Para esto..., casi preferiría tener un Luis XIV, que también era Estado y al menos sólo era uno.

Pero, alégrate por este 4 de mayo, llena de (des)gracia, el próximo año y, merced a la subida del IVA, de los impuestos especiales, los directos, los indirectos, los que se inventen y todo lo que está por llegar, no podrás hablar aquí de estas cosas quizá hasta la segunda quincena de este mes florido y hermoso... que, por cierto,  acaba de sacarme una bonita bocanada de vaho al salir al patio.
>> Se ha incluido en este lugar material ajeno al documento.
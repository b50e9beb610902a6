use std::collections::BTreeSet;

use serde::Deserialize;

/// One observed value for a key and how often the statistics service saw it.
#[derive(Debug, Clone, PartialEq, Eq, Deserialize)]
pub struct FrequencyRecord {
    pub value: String,
    pub count: u64,
}

impl FrequencyRecord {
    pub fn new(value: impl Into<String>, count: u64) -> Self {
        Self {
            value: value.into(),
            count,
        }
    }
}

/// A configured key: its threshold and the values barred for it alone.
#[derive(Debug, Clone, PartialEq, Eq)]
pub struct KeySpec {
    pub key: String,
    pub min_count: u64,
    pub exclusions: BTreeSet<String>,
}

impl KeySpec {
    pub fn new(key: impl Into<String>, min_count: u64) -> Self {
        Self {
            key: key.into(),
            min_count,
            exclusions: BTreeSet::new(),
        }
    }

    pub fn with_exclusions<I, S>(mut self, exclusions: I) -> Self
    where
        I: IntoIterator<Item = S>,
        S: Into<String>,
    {
        self.exclusions = exclusions.into_iter().map(Into::into).collect();
        self
    }
}

/// Coordinates of a single page request; pages are numbered from 1.
#[derive(Debug, Clone, PartialEq, Eq)]
pub struct PageRequest {
    pub key: String,
    pub page: u32,
    pub page_size: u32,
}
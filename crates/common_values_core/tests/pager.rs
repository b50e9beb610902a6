use common_values_core::{FrequencyRecord, Page, PageRequest, Pager, PagerPhase, StopReason};

fn page(records: &[(&str, u64)]) -> Vec<FrequencyRecord> {
    records
        .iter()
        .map(|(value, count)| FrequencyRecord::new(*value, *count))
        .collect()
}

#[test]
fn starts_at_page_one() {
    let pager = Pager::new("amenity", 2, 50);
    assert_eq!(
        pager.next_request(),
        Some(PageRequest {
            key: "amenity".to_string(),
            page: 1,
            page_size: 2,
        })
    );
    assert_eq!(pager.phase(), PagerPhase::Fetching { page: 1 });
    assert_eq!(pager.pages_fetched(), 0);
}

#[test]
fn stops_when_page_opens_below_threshold() {
    let mut pager = Pager::new("amenity", 2, 50);

    let first = pager.admit(page(&[("yes", 120), ("no", 80)]));
    assert_eq!(first, Page::Records(page(&[("yes", 120), ("no", 80)])));
    assert_eq!(pager.next_request().map(|r| r.page), Some(2));

    let second = pager.admit(page(&[("maybe", 40)]));
    assert_eq!(
        second,
        Page::Finished(StopReason::BelowThreshold { page: 2, count: 40 })
    );
    assert!(pager.is_done());
    assert_eq!(
        pager.stop_reason(),
        Some(StopReason::BelowThreshold { page: 2, count: 40 })
    );
    assert_eq!(pager.next_request(), None);
    assert_eq!(pager.pages_fetched(), 2);
}

#[test]
fn stops_on_empty_page() {
    let mut pager = Pager::new("shop", 100, 1);
    assert_eq!(
        pager.admit(Vec::new()),
        Page::Finished(StopReason::EmptyPage { page: 1 })
    );
    assert_eq!(pager.stop_reason(), Some(StopReason::EmptyPage { page: 1 }));
}

#[test]
fn page_with_mixed_counts_is_yielded_whole() {
    // Only the leading record decides termination; trailing sub-threshold
    // records are left for the selector to drop.
    let mut pager = Pager::new("shop", 3, 50);
    let records = pager.admit(page(&[("bakery", 60), ("kiosk", 55), ("florist", 10)]));
    assert!(matches!(records, Page::Records(ref r) if r.len() == 3));
    assert!(!pager.is_done());
}

#[test]
fn page_limit_stops_after_last_allowed_page() {
    let mut pager = Pager::new("highway", 1, 1).with_max_pages(Some(2));
    assert!(matches!(pager.admit(page(&[("residential", 900)])), Page::Records(_)));
    assert!(matches!(pager.admit(page(&[("service", 800)])), Page::Records(_)));
    assert_eq!(pager.stop_reason(), Some(StopReason::PageLimit { pages: 2 }));
    assert_eq!(pager.next_request(), None);
}

#[test]
fn stopped_pager_ignores_further_pages() {
    let mut pager = Pager::new("highway", 1, 10);
    pager.admit(Vec::new());
    assert_eq!(
        pager.admit(page(&[("primary", 500)])),
        Page::Finished(StopReason::EmptyPage { page: 1 })
    );
    assert_eq!(pager.pages_fetched(), 1);
    assert_eq!(pager.stop_reason(), Some(StopReason::EmptyPage { page: 1 }));
}
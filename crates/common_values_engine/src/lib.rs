//! Common values engine: statistics client, harvesting, configuration and persistence.
mod config;
mod decode;
mod fetch;
mod harvest;
mod pages;
mod persist;
mod runner;
mod types;

pub use config::{
    load_config, parse_config, Config, ConfigError, DatabaseOverrides, DatabaseSettings,
    ServiceSettings, DEFAULT_CONFIG_FILE, DEFAULT_SCHEMA, DEFAULT_TABLE,
};
pub use decode::decode_values_page;
pub use fetch::{values_url, FetchSettings, ReqwestStatsSource, StatsSource, DEFAULT_USER_AGENT};
pub use harvest::{harvest_key, HarvestError, HarvestSettings, KeyHarvest, DEFAULT_PAGE_SIZE};
pub use pages::PageFetcher;
pub use persist::{
    create_table_sql, drop_table_sql, grant_sql, insert_sql, quote_ident, PersistError,
    PostgresStore, ReplaceRequest, TableName, ValueRow, ValueStore,
};
pub use runner::{run, run_with_predicate, KeyReport, RunError, RunOptions, RunReport};
pub use types::{FailureKind, FetchError};
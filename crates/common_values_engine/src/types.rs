use std::fmt;

/// A failed page request. Every kind is fatal for the key being harvested.
#[derive(Debug, Clone, PartialEq, Eq, thiserror::Error)]
#[error("{kind}: {message}")]
pub struct FetchError {
    pub kind: FailureKind,
    pub message: String,
}

impl FetchError {
    pub(crate) fn new(kind: FailureKind, message: impl Into<String>) -> Self {
        Self {
            kind,
            message: message.into(),
        }
    }
}

#[derive(Debug, Clone, PartialEq, Eq)]
pub enum FailureKind {
    InvalidUrl,
    HttpStatus(u16),
    Timeout,
    TooLarge { max_bytes: u64, actual: Option<u64> },
    UnsupportedContentType { content_type: String },
    Decode,
    Network,
}

impl fmt::Display for FailureKind {
    fn fmt(&self, f: &mut fmt::Formatter<'_>) -> fmt::Result {
        match self {
            FailureKind::InvalidUrl => write!(f, "invalid url"),
            FailureKind::HttpStatus(code) => write!(f, "http status {code}"),
            FailureKind::Timeout => write!(f, "timeout"),
            FailureKind::TooLarge { max_bytes, actual } => {
                write!(f, "response too large (max {max_bytes}, actual {actual:?})")
            }
            FailureKind::UnsupportedContentType { content_type } => {
                write!(f, "unsupported content type {content_type}")
            }
            FailureKind::Decode => write!(f, "malformed response"),
            FailureKind::Network => write!(f, "network error"),
        }
    }
}
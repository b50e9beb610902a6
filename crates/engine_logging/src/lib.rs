#![deny(missing_docs)]
//! Shared logging utilities for the common-values workspace.
//!
//! This crate provides the `engine_*` logging macros used across the codebase,
//! the [`Verbosity`] switch shared by the binary and its tests, and a minimal
//! test initializer for the global logger.

use log::LevelFilter;

/// How chatty a run should be.
#[derive(Debug, Clone, Copy, PartialEq, Eq, Default)]
pub enum Verbosity {
    /// Only report serious problems.
    Quiet,
    /// Per-key progress and summaries.
    #[default]
    Normal,
    /// Everything, including each requested page.
    Verbose,
}

impl Verbosity {
    /// Resolves the command-line flags; `verbose` wins over `quiet`.
    pub fn from_flags(verbose: bool, quiet: bool) -> Self {
        if verbose {
            Verbosity::Verbose
        } else if quiet {
            Verbosity::Quiet
        } else {
            Verbosity::Normal
        }
    }

    /// The `log` filter matching this verbosity.
    pub fn level_filter(self) -> LevelFilter {
        match self {
            Verbosity::Quiet => LevelFilter::Warn,
            Verbosity::Normal => LevelFilter::Info,
            Verbosity::Verbose => LevelFilter::Debug,
        }
    }
}

/// Logs a trace-level message using the global logging facade.
#[macro_export]
macro_rules! engine_trace {
    ($($arg:tt)*) => {{
        log::trace!($($arg)*);
    }};
}

/// Logs an info-level message using the global logging facade.
#[macro_export]
macro_rules! engine_info {
    ($($arg:tt)*) => {{
        log::info!($($arg)*);
    }};
}

/// Logs a debug-level message using the global logging facade.
#[macro_export]
macro_rules! engine_debug {
    ($($arg:tt)*) => {{
        log::debug!($($arg)*);
    }};
}

/// Logs a warn-level message using the global logging facade.
#[macro_export]
macro_rules! engine_warn {
    ($($arg:tt)*) => {{
        log::warn!($($arg)*);
    }};
}

/// Logs an error-level message using the global logging facade.
#[macro_export]
macro_rules! engine_error {
    ($($arg:tt)*) => {{
        log::error!($($arg)*);
    }};
}

/// Initializes a simple terminal logger for use in unit tests.
///
/// This safely no-ops if another logger has already been initialized.
pub fn initialize_for_tests() {
    use simplelog::{ColorChoice, CombinedLogger, Config, TermLogger, TerminalMode};

    // Use debug level in debug builds, info in release builds.
    let level = if cfg!(debug_assertions) {
        Verbosity::Verbose.level_filter()
    } else {
        Verbosity::Normal.level_filter()
    };

    // Ignore the error if a logger was already set by another test.
    let _ = CombinedLogger::init(vec![TermLogger::new(
        level,
        Config::default(),
        TerminalMode::Mixed,
        ColorChoice::Auto,
    )]);
}

#[cfg(test)]
mod tests {
    use super::Verbosity;
    use log::LevelFilter;

    #[test]
    fn verbose_overrides_quiet() {
        assert_eq!(Verbosity::from_flags(true, true), Verbosity::Verbose);
        assert_eq!(Verbosity::from_flags(false, true), Verbosity::Quiet);
        assert_eq!(Verbosity::from_flags(false, false), Verbosity::Normal);
    }

    #[test]
    fn levels_follow_verbosity() {
        assert_eq!(Verbosity::Quiet.level_filter(), LevelFilter::Warn);
        assert_eq!(Verbosity::Normal.level_filter(), LevelFilter::Info);
        assert_eq!(Verbosity::Verbose.level_filter(), LevelFilter::Debug);
    }
}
Si es que... nada es como debiera, pero, al menos, ¡a partir de mañana por fin seré mía, sólo mía y completamente mía!

...¿o no?...

domingo, 4 de septiembre de 2011

Sin palabras...

Sin palabras...

..., aunque (suspiro) aún con algo de dinero.
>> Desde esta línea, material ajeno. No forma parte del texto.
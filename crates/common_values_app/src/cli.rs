use std::path::PathBuf;

use clap::Parser;
use common_values_engine::{DatabaseOverrides, RunOptions, DEFAULT_CONFIG_FILE};
use engine_logging::Verbosity;

#[derive(Parser, Debug)]
#[command(
    name = "common-values",
    version,
    about = "Collect frequent values per key from a statistics service into a database table"
)]
pub struct Cli {
    /// Name of configuration file
    #[arg(short = 'c', long, default_value = DEFAULT_CONFIG_FILE)]
    pub config: PathBuf,

    /// Don't update the database, only show values that would be uploaded
    #[arg(long)]
    pub no_update: bool,

    /// Write the table even if some key produced no values
    #[arg(long)]
    pub allow_empty: bool,

    /// Override database name to connect to
    #[arg(short = 'd', long)]
    pub database: Option<String>,

    /// Override database server host or socket directory
    #[arg(short = 'H', long)]
    pub host: Option<String>,

    /// Override database server port
    #[arg(short = 'p', long)]
    pub port: Option<u16>,

    /// Override database user name
    #[arg(short = 'U', long)]
    pub username: Option<String>,

    /// Override database password
    #[arg(short = 'w', long, env = "PGPASSWORD", hide_env_values = true)]
    pub password: Option<String>,

    /// Role to grant read access for rendering
    #[arg(short = 'R', long)]
    pub renderuser: Option<String>,

    /// Be more verbose; overrides -q
    #[arg(short = 'v', long)]
    pub verbose: bool,

    /// Only report serious problems
    #[arg(short = 'q', long)]
    pub quiet: bool,

    /// Also write the log to this file
    #[arg(long)]
    pub log_file: Option<PathBuf>,
}

impl Cli {
    pub fn verbosity(&self) -> Verbosity {
        Verbosity::from_flags(self.verbose, self.quiet)
    }

    pub fn run_options(&self) -> RunOptions {
        RunOptions {
            no_update: self.no_update,
            allow_empty: self.allow_empty,
        }
    }

    pub fn database_overrides(&self) -> DatabaseOverrides {
        DatabaseOverrides {
            name: self.database.clone(),
            host: self.host.clone(),
            port: self.port,
            username: self.username.clone(),
            password: self.password.clone(),
            render_user: self.renderuser.clone(),
        }
    }
}

#[cfg(test)]
mod tests {
    use super::Cli;
    use clap::Parser;
    use engine_logging::Verbosity;
    use std::path::Path;

    #[test]
    fn defaults() {
        let cli = Cli::try_parse_from(["common-values"]).unwrap();
        assert_eq!(cli.config, Path::new("common-values.toml"));
        assert!(!cli.no_update);
        assert_eq!(cli.verbosity(), Verbosity::Normal);
        assert_eq!(cli.run_options(), Default::default());
    }

    #[test]
    fn short_flags_map_to_overrides() {
        let cli = Cli::try_parse_from([
            "common-values",
            "-c",
            "other.toml",
            "-d",
            "gis",
            "-H",
            "/var/run/postgresql",
            "-p",
            "5433",
            "-U",
            "osm",
            "-w",
            "secret",
            "-R",
            "renderer",
        ])
        .unwrap();
        let overrides = cli.database_overrides();
        assert_eq!(cli.config, Path::new("other.toml"));
        assert_eq!(overrides.name.as_deref(), Some("gis"));
        assert_eq!(overrides.host.as_deref(), Some("/var/run/postgresql"));
        assert_eq!(overrides.port, Some(5433));
        assert_eq!(overrides.username.as_deref(), Some("osm"));
        assert_eq!(overrides.password.as_deref(), Some("secret"));
        assert_eq!(overrides.render_user.as_deref(), Some("renderer"));
    }

    #[test]
    fn verbose_wins_over_quiet() {
        let cli = Cli::try_parse_from(["common-values", "-q", "-v"]).unwrap();
        assert_eq!(cli.verbosity(), Verbosity::Verbose);
        let cli = Cli::try_parse_from(["common-values", "-q"]).unwrap();
        assert_eq!(cli.verbosity(), Verbosity::Quiet);
    }

    #[test]
    fn bad_port_is_rejected() {
        assert!(Cli::try_parse_from(["common-values", "-p", "not-a-port"]).is_err());
    }
}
Charlaba el otro día con Bate en estas mismas páginas y le anunciaba que estaba preparando una entrada sobre los sindicatos. En realidad, más que sobre los sindicatos versaba (o al menos así la había iniciado) acerca del viajecito con que el señor Toxo se ha regalado estas pasadas vacaciones. Y es que estaba viendo el programa de El Gato al agua cuando salió a escena el sindicalista y sus nuevas vacaciones (lo de "nuevas" es, naturalmente, porque ya hubo otras...), de manera que me puse muy ufana yo a escribir al respecto, esfuerzo del cual brotaron algunas frases que hoy, sin embargo, no encuentro interesantes, de modo que las he borrado.

He estado bastante liada durante el fin de semana y puede que sea por eso que hoy, que me pongo ante el ordenador a ver si salen unas cuantas palabras bien hiladas, me veo más bien torpe para encontrar ideas. O quizá sea que oyendo algunos datos sobre el viajecito en sí (como que en una semana se ha gastado 3 veces el dinero que una familia española -que pueda permitírselo, tal y como están las cosas- ha dedicado este verano a sus vacaciones), quizá, digo, sea que oyendo esto me he quedado sin palabras.

La verdad es que no soy yo quién para decirle al señor Toxo cuánto dinero puede gastarse y cómo deben ser sus vacaciones.  Cada cual es muy libre de hacer con sus caudales lo que le venga en gana. Yo así lo he hecho con los míos y ¡faltaría más que viniera nadie a decirme cuál es el uso que debo hacer de ellos!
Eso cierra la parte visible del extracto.